### DATA TO EXAMINE ###

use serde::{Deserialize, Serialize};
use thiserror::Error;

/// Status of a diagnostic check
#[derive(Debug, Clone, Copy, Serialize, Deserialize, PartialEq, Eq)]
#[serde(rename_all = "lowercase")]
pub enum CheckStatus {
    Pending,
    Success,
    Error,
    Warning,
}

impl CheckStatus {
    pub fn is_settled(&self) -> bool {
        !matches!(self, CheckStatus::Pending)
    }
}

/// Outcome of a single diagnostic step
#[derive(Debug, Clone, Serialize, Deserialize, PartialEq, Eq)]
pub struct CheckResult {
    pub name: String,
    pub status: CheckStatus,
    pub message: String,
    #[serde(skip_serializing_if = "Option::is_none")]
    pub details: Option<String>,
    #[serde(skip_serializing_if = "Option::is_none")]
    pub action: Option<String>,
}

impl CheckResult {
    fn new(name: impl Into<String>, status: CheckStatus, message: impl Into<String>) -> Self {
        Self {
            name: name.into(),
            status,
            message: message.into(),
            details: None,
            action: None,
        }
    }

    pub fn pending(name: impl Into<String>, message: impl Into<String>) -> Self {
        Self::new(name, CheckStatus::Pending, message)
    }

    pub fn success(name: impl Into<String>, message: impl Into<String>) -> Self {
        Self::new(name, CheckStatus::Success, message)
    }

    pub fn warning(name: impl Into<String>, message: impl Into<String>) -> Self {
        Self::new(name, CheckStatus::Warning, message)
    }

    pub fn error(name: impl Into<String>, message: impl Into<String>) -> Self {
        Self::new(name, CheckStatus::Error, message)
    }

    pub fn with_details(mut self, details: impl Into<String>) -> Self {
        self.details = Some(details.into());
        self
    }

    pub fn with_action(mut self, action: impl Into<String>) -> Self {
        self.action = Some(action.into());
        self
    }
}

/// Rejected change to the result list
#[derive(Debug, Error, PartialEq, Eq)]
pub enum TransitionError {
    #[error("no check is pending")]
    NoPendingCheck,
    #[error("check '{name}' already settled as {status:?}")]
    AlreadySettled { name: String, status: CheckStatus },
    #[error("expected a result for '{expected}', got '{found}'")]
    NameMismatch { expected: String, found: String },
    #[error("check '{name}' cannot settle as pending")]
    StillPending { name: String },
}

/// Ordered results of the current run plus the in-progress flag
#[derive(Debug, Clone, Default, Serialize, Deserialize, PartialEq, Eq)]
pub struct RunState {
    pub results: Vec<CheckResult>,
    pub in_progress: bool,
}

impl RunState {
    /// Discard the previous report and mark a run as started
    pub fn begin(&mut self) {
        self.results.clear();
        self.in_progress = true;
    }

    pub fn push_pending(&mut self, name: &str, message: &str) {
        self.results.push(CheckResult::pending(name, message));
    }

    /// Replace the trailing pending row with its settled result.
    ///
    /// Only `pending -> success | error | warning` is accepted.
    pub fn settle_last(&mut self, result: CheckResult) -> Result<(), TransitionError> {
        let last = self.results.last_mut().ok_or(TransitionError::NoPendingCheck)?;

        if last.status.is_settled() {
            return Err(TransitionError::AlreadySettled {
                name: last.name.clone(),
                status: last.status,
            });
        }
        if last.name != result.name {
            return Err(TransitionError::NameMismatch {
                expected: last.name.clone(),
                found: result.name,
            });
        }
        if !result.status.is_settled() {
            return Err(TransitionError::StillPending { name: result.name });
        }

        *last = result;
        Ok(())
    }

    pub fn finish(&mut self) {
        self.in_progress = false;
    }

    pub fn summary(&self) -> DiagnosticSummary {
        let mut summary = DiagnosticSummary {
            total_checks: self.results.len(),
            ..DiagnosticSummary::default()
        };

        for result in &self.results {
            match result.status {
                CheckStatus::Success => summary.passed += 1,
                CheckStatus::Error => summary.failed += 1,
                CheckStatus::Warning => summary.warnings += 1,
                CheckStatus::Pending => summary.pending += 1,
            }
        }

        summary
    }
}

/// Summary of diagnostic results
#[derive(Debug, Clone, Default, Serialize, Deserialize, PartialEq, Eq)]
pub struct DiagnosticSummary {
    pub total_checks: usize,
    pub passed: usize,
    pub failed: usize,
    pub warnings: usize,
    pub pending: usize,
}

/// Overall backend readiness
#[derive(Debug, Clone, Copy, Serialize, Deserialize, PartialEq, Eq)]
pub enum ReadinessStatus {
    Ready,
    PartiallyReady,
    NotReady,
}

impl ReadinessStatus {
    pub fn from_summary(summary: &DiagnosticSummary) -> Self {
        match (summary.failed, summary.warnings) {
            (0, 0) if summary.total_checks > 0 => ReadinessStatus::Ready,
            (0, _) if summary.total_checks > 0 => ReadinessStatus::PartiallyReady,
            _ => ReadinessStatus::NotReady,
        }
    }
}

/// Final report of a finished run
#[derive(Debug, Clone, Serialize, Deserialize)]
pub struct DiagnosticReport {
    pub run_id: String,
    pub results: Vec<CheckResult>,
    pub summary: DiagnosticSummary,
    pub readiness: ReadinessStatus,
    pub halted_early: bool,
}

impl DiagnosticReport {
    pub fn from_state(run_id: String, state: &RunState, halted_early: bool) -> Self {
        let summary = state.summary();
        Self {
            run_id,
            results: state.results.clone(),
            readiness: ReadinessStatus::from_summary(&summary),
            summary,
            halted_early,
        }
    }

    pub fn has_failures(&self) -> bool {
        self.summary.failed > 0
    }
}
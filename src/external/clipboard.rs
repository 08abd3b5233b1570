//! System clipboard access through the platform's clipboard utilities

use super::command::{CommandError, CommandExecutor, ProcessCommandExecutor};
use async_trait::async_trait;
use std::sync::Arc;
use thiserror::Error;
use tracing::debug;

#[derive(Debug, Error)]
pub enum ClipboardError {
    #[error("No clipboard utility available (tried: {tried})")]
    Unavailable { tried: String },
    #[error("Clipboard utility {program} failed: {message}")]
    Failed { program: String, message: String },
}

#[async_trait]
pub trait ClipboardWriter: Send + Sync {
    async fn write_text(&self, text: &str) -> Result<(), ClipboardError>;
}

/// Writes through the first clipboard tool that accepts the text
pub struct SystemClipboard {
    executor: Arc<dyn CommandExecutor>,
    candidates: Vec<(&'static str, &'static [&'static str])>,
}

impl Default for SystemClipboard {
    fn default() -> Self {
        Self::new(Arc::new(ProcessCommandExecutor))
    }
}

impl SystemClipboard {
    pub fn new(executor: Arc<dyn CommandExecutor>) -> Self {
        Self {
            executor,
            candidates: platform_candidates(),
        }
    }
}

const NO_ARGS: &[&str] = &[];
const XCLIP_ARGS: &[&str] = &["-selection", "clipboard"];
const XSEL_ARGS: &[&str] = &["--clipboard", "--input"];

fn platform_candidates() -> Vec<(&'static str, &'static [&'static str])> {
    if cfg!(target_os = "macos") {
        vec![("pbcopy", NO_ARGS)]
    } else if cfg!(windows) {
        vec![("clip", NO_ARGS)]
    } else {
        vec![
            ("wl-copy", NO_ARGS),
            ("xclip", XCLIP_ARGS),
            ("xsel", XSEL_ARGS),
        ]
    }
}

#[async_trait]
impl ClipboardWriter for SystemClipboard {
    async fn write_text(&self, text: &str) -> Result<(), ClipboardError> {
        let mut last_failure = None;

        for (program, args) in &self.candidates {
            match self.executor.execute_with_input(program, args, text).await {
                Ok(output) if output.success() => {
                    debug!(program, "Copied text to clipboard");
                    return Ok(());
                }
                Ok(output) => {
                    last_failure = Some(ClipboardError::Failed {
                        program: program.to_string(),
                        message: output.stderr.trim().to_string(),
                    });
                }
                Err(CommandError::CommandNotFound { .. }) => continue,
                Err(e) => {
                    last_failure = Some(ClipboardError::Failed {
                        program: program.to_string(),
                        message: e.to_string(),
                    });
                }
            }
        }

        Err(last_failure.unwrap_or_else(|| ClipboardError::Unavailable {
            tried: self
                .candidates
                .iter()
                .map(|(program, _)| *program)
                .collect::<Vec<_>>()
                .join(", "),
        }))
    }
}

###

— WHAT NEEDS TO BE DONE —
The answer must consist of every line from the entries that holds the string "Unavailable".

— ANSWER TO THIS TASK —
    Unavailable { tried: String },
        Err(last_failure.unwrap_or_else(|| ClipboardError::Unavailable {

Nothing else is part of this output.